I don’t know! That’s right – don’t know! The case settled out of court!

But here’s what I can tell you:

My case was a product liability case about asbestos. Long story, short:

  • The gentleman bringing the law suit died of a lung cancer called mesthelioma – he died before the case came to court, so his family continued in that effort.
  • Asbestos causes that cancer – everyone agreed to that.
  • Asbestos comes in TWO general types – long fiber and short fiber. Both are toxic and cause cancer.
  • The longer ones persist in the body, while the shorter ones don’t.
  • The man who passed away had multiple exposures – some from dry wall work and some from working in a smelter.

The case settled after the expert witnesses for the prosecution – the team that was bringing the law suit – so I didn’t get to hear the other half of the story. But here’s how the case was shaping up:

  • Did he have ENOUGH exposure of the asbestos that was in the dry wall stuff to cause cancer?
  • Did the makers of those products know that asbestos causes cancer?
  • If they didn’t know, should they have known?
  • Did it matter that when he died they couldn’t find any of those shorter fibers?
  • If those products DID cause the cancer and if those makers DID know that – should they be made to pay a hefty settlement?

I have to tell you – I find this pretty engaging. I like to think that we live in a blended world, where we take responsibility for our actions, but where we also experience mercy and the benefit of the doubt when our actions are under informed. In this case – I don’t know enough to know how I may have rendered a verdict.  I DO know that some of the folks on the jury already felt like:

  • There is too much litigation
  • That corporations shouldn’t be held accountable for stuff that happened 30 or 40 years ago
  • That the only folks that make out are the trial lawyers

I don’t agree with any of those statements – history has shown that corporations don’t often choose behavior based on anything save a profit margin. Lately, we’ve seen that corporations choose a short term profit margin as well – without much thought for long term business profitability.

At the same time – personal responsibility matters. For instance – if I were to take up cigarette smoking tomorrow – I’d pretty much feel like my options for suing big tobacco were nil. We know (and cigarettes are labeled) so much more than we did in the 70’s and 80’s and 90’s – that if I wanted to assume that risk it would be all mine.

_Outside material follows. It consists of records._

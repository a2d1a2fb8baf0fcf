//! Integration tests for occupancy sensing, barrier actuation, and the
//! capacity-indicator policy, driven through the simulation adapter.

use parkwarden::adapters::sim::{PwmCall, SimHardware};
use parkwarden::app::controller::GarageController;
use parkwarden::app::ports::{GpioError, PwmError, PwmPort};
use parkwarden::config::GarageConfig;
use parkwarden::error::Error;
use parkwarden::pins;

fn make_garage() -> (GarageController, SimHardware) {
    let mut hw = SimHardware::new();
    let garage = GarageController::init(GarageConfig::default(), &mut hw)
        .expect("init against sim adapter cannot fail");
    (garage, hw)
}

/// Number of duty-cycle commands issued to the barrier pin so far.
fn barrier_cmds(hw: &SimHardware) -> usize {
    hw.duty_history(pins::BARRIER_PWM_PIN).len()
}

// ── Construction ──────────────────────────────────────────────

#[test]
fn init_homes_barrier_and_forces_indicator_off() {
    let (garage, hw) = make_garage();

    assert!(!garage.door_open());
    assert!(!garage.indicator_on());

    // Homing pulse at the 0° reference duty, then signal release.
    assert_eq!(
        hw.duty_history(pins::BARRIER_PWM_PIN),
        vec![pins::DUTY_HOME, pins::DUTY_RELEASED]
    );
    assert_eq!(
        hw.pwm_calls[0],
        PwmCall::Start {
            pin: pins::BARRIER_PWM_PIN,
            frequency_hz: pins::SERVO_PWM_FREQ_HZ,
            duty_pct: pins::DUTY_HOME,
        }
    );
    assert_eq!(hw.output_level(pins::INDICATOR_PIN), Some(false));
    assert_eq!(hw.gpio_writes, vec![(pins::INDICATOR_PIN, false)]);
}

// ── Occupancy sensing ─────────────────────────────────────────

#[test]
fn is_occupied_reflects_sensor_level() {
    let (garage, mut hw) = make_garage();

    hw.set_input(pins::SENSOR_PIN_1, true);
    assert!(garage.is_occupied(&mut hw, pins::SENSOR_PIN_1).unwrap());

    // No caching: a fresh read sees the new level.
    hw.set_input(pins::SENSOR_PIN_1, false);
    assert!(!garage.is_occupied(&mut hw, pins::SENSOR_PIN_1).unwrap());
}

#[test]
fn is_occupied_rejects_non_sensor_pins() {
    let (garage, mut hw) = make_garage();

    for pin in [0, 14, pins::BARRIER_PWM_PIN, pins::INDICATOR_PIN, 255] {
        assert_eq!(
            garage.is_occupied(&mut hw, pin),
            Err(Error::UnknownSensor(pin))
        );
    }
}

#[test]
fn sensor_validation_happens_before_any_peripheral_access() {
    let (garage, _) = make_garage();

    // A completely unconfigured peripheral: any read would come back as
    // NotConfigured.  Seeing UnknownSensor proves validation ran first.
    let mut untouched = SimHardware::new();
    assert_eq!(
        garage.is_occupied(&mut untouched, 99),
        Err(Error::UnknownSensor(99))
    );
}

#[test]
fn occupied_count_matches_every_sensor_combination() {
    let (garage, mut hw) = make_garage();

    for mask in 0u8..8 {
        for (i, pin) in pins::SENSOR_PINS.iter().enumerate() {
            hw.set_input(*pin, mask & (1 << i) != 0);
        }
        let expected = mask.count_ones() as u8;
        assert_eq!(
            garage.occupied_count(&mut hw).unwrap(),
            expected,
            "mask {mask:03b}"
        );
    }
}

#[test]
fn occupied_count_propagates_peripheral_faults() {
    let (garage, _) = make_garage();

    let mut untouched = SimHardware::new();
    assert_eq!(
        garage.occupied_count(&mut untouched),
        Err(Error::Gpio(GpioError::NotConfigured(pins::SENSOR_PIN_1)))
    );
}

// ── Barrier actuation ─────────────────────────────────────────

#[test]
fn open_door_drives_open_duty_then_releases() {
    let (mut garage, mut hw) = make_garage();

    garage.open_door(&mut hw).unwrap();

    assert!(garage.door_open());
    let history = hw.duty_history(pins::BARRIER_PWM_PIN);
    assert_eq!(
        &history[history.len() - 2..],
        &[pins::DUTY_OPEN, pins::DUTY_RELEASED]
    );
}

#[test]
fn close_door_drives_closed_duty_then_releases() {
    let (mut garage, mut hw) = make_garage();

    garage.open_door(&mut hw).unwrap();
    garage.close_door(&mut hw).unwrap();

    assert!(!garage.door_open());
    let history = hw.duty_history(pins::BARRIER_PWM_PIN);
    assert_eq!(
        &history[history.len() - 2..],
        &[pins::DUTY_CLOSED, pins::DUTY_RELEASED]
    );
}

#[test]
fn close_door_twice_reactuates_each_time() {
    let (mut garage, mut hw) = make_garage();

    let before = barrier_cmds(&hw);
    garage.close_door(&mut hw).unwrap();
    assert!(!garage.door_open());
    assert_eq!(barrier_cmds(&hw), before + 2);

    garage.close_door(&mut hw).unwrap();
    assert!(!garage.door_open());
    // Unguarded by design: the second close re-runs the full actuation.
    assert_eq!(barrier_cmds(&hw), before + 4);
}

#[test]
fn open_door_while_open_reactuates() {
    let (mut garage, mut hw) = make_garage();

    garage.open_door(&mut hw).unwrap();
    let before = barrier_cmds(&hw);
    garage.open_door(&mut hw).unwrap();

    assert!(garage.door_open());
    assert_eq!(barrier_cmds(&hw), before + 2);
}

#[test]
fn failed_actuation_leaves_recorded_state_unchanged() {
    struct DeadServo;

    impl PwmPort for DeadServo {
        fn start(&mut self, pin: u8, _: f64, _: f64) -> Result<(), PwmError> {
            Err(PwmError::CommandFailed(pin))
        }
        fn set_duty_cycle(&mut self, pin: u8, _: f64) -> Result<(), PwmError> {
            Err(PwmError::CommandFailed(pin))
        }
    }

    let (mut garage, _) = make_garage();

    let err = garage.open_door(&mut DeadServo).unwrap_err();
    assert_eq!(
        err,
        Error::Pwm(PwmError::CommandFailed(pins::BARRIER_PWM_PIN))
    );
    assert!(!garage.door_open(), "failed open must not record an open door");
}

// ── Capacity indicator ────────────────────────────────────────

#[test]
fn indicator_setters_are_unconditional() {
    let (mut garage, mut hw) = make_garage();

    garage.turn_indicator_on(&mut hw).unwrap();
    assert!(garage.indicator_on());
    assert_eq!(hw.output_level(pins::INDICATOR_PIN), Some(true));

    garage.turn_indicator_off(&mut hw).unwrap();
    assert!(!garage.indicator_on());
    assert_eq!(hw.output_level(pins::INDICATOR_PIN), Some(false));
}

#[test]
fn failed_indicator_write_leaves_recorded_state_unchanged() {
    let (mut garage, _) = make_garage();

    let mut untouched = SimHardware::new();
    assert!(garage.turn_indicator_on(&mut untouched).is_err());
    assert!(!garage.indicator_on());
}

#[test]
fn indicator_lights_only_at_full_capacity() {
    let (mut garage, mut hw) = make_garage();

    for occupied in 0..=2u8 {
        for (i, pin) in pins::SENSOR_PINS.iter().enumerate() {
            hw.set_input(*pin, (i as u8) < occupied);
        }
        garage.update_indicator(&mut hw).unwrap();
        assert!(!garage.indicator_on(), "{occupied}/3 must not light the sign");
        assert_eq!(hw.output_level(pins::INDICATOR_PIN), Some(false));
    }

    for pin in pins::SENSOR_PINS {
        hw.set_input(pin, true);
    }
    garage.update_indicator(&mut hw).unwrap();
    assert!(garage.indicator_on());
    assert_eq!(hw.output_level(pins::INDICATOR_PIN), Some(true));
}

#[test]
fn indicator_transitions_both_directions() {
    let (mut garage, mut hw) = make_garage();

    // off → on when the last spot fills.
    for pin in pins::SENSOR_PINS {
        hw.set_input(pin, true);
    }
    garage.update_indicator(&mut hw).unwrap();
    assert!(garage.indicator_on());

    // on → off as soon as one spot frees up.
    hw.set_input(pins::SENSOR_PIN_2, false);
    garage.update_indicator(&mut hw).unwrap();
    assert!(!garage.indicator_on());
}
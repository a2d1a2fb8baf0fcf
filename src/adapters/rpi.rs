//! Raspberry Pi hardware adapter (feature `rpi`).
//!
//! [`RpiHardware`] drives the garage pins through `rppal`.  The barrier
//! servo runs on software PWM bound to its GPIO pin — the garage board does
//! not route the servo through a hardware PWM channel.  [`Ds3231Clock`]
//! reads the DS3231 RTC breakout over I²C.

use std::collections::HashMap;

use chrono::{NaiveDate, NaiveDateTime};
use rppal::gpio::{Gpio, InputPin, OutputPin};
use rppal::i2c::I2c;

use crate::app::ports::{ClockError, ClockPort, GpioError, GpioPort, PwmError, PwmPort};
use crate::error::Error;
use crate::pins;

// ── RpiHardware ───────────────────────────────────────────────

struct PwmOut {
    pin: OutputPin,
    frequency_hz: f64,
}

/// GPIO + PWM access on the Pi.  Pins are claimed lazily as the controller
/// configures them.
pub struct RpiHardware {
    gpio: Gpio,
    inputs: HashMap<u8, InputPin>,
    outputs: HashMap<u8, OutputPin>,
    pwm: HashMap<u8, PwmOut>,
}

impl RpiHardware {
    pub fn new() -> crate::error::Result<Self> {
        let gpio = Gpio::new().map_err(|_| Error::Init("GPIO controller unavailable"))?;
        Ok(Self {
            gpio,
            inputs: HashMap::new(),
            outputs: HashMap::new(),
            pwm: HashMap::new(),
        })
    }
}

impl GpioPort for RpiHardware {
    fn configure_input(&mut self, pin: u8) -> Result<(), GpioError> {
        let input = self
            .gpio
            .get(pin)
            .map_err(|_| GpioError::ConfigureFailed(pin))?
            .into_input();
        self.inputs.insert(pin, input);
        Ok(())
    }

    fn configure_output(&mut self, pin: u8) -> Result<(), GpioError> {
        let output = self
            .gpio
            .get(pin)
            .map_err(|_| GpioError::ConfigureFailed(pin))?
            .into_output_low();
        self.outputs.insert(pin, output);
        Ok(())
    }

    fn read(&mut self, pin: u8) -> Result<bool, GpioError> {
        let input = self.inputs.get(&pin).ok_or(GpioError::NotConfigured(pin))?;
        Ok(input.is_high())
    }

    fn write(&mut self, pin: u8, level: bool) -> Result<(), GpioError> {
        let output = self
            .outputs
            .get_mut(&pin)
            .ok_or(GpioError::NotConfigured(pin))?;
        if level {
            output.set_high();
        } else {
            output.set_low();
        }
        Ok(())
    }
}

impl PwmPort for RpiHardware {
    fn start(&mut self, pin: u8, frequency_hz: f64, duty_pct: f64) -> Result<(), PwmError> {
        if !(0.0..=100.0).contains(&duty_pct) {
            return Err(PwmError::InvalidDuty);
        }
        let mut output = self
            .gpio
            .get(pin)
            .map_err(|_| PwmError::CommandFailed(pin))?
            .into_output_low();
        output
            .set_pwm_frequency(frequency_hz, duty_pct / 100.0)
            .map_err(|_| PwmError::CommandFailed(pin))?;
        self.pwm.insert(
            pin,
            PwmOut {
                pin: output,
                frequency_hz,
            },
        );
        Ok(())
    }

    fn set_duty_cycle(&mut self, pin: u8, duty_pct: f64) -> Result<(), PwmError> {
        if !(0.0..=100.0).contains(&duty_pct) {
            return Err(PwmError::InvalidDuty);
        }
        let out = self.pwm.get_mut(&pin).ok_or(PwmError::NotStarted(pin))?;
        out.pin
            .set_pwm_frequency(out.frequency_hz, duty_pct / 100.0)
            .map_err(|_| PwmError::CommandFailed(pin))?;
        Ok(())
    }
}

// ── Ds3231Clock ───────────────────────────────────────────────

/// DS3231 RTC on the I²C bus.  The clock is battery-backed and run in
/// 24-hour mode.
pub struct Ds3231Clock {
    i2c: I2c,
}

impl Ds3231Clock {
    /// Open the RTC on the given I²C bus.
    pub fn new(bus: u8) -> crate::error::Result<Self> {
        let mut i2c = I2c::with_bus(bus).map_err(|_| Error::Init("I2C bus unavailable"))?;
        i2c.set_slave_address(pins::RTC_I2C_ADDR)
            .map_err(|_| Error::Init("RTC did not accept its address"))?;
        Ok(Self { i2c })
    }
}

fn bcd(raw: u8) -> u32 {
    u32::from((raw >> 4) * 10 + (raw & 0x0F))
}

impl ClockPort for Ds3231Clock {
    fn now(&mut self) -> Result<NaiveDateTime, ClockError> {
        // Registers 0x00–0x06: sec, min, hour, weekday, day, month, year.
        let mut regs = [0u8; 7];
        self.i2c
            .write_read(&[0x00], &mut regs)
            .map_err(|_| ClockError::BusFault)?;

        let sec = bcd(regs[0] & 0x7F);
        let min = bcd(regs[1] & 0x7F);
        let hour = bcd(regs[2] & 0x3F);
        let day = bcd(regs[4] & 0x3F);
        // Bit 7 of the month register is the century rollover flag.
        let month = bcd(regs[5] & 0x1F);
        let century = if regs[5] & 0x80 != 0 { 100 } else { 0 };
        let year = 2000 + century + bcd(regs[6]) as i32;

        // The weekday register (0x03) is ignored: chrono derives the
        // weekday from the date, which also guards against a miswritten
        // register skewing the weekend surcharge.
        NaiveDate::from_ymd_opt(year, month, day)
            .and_then(|date| date.and_hms_opt(hour, min, sec))
            .ok_or(ClockError::InvalidReading)
    }
}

If corporations don’t often act on behalf of the community – then how do we ask them to raise their standards? Legal actions that aren’t law suits?

Do trial lawyers make a ton of money? I don’t know – perhaps they do. Do they win enough verdicts so that they can continue to try and hold corporations accountable, or are they out for their own slice of the pie, no matter what? I’d love to know the answers to those questions!

In the meantime – don’t expect to see me working on a home remodel without a great re-breathing mask!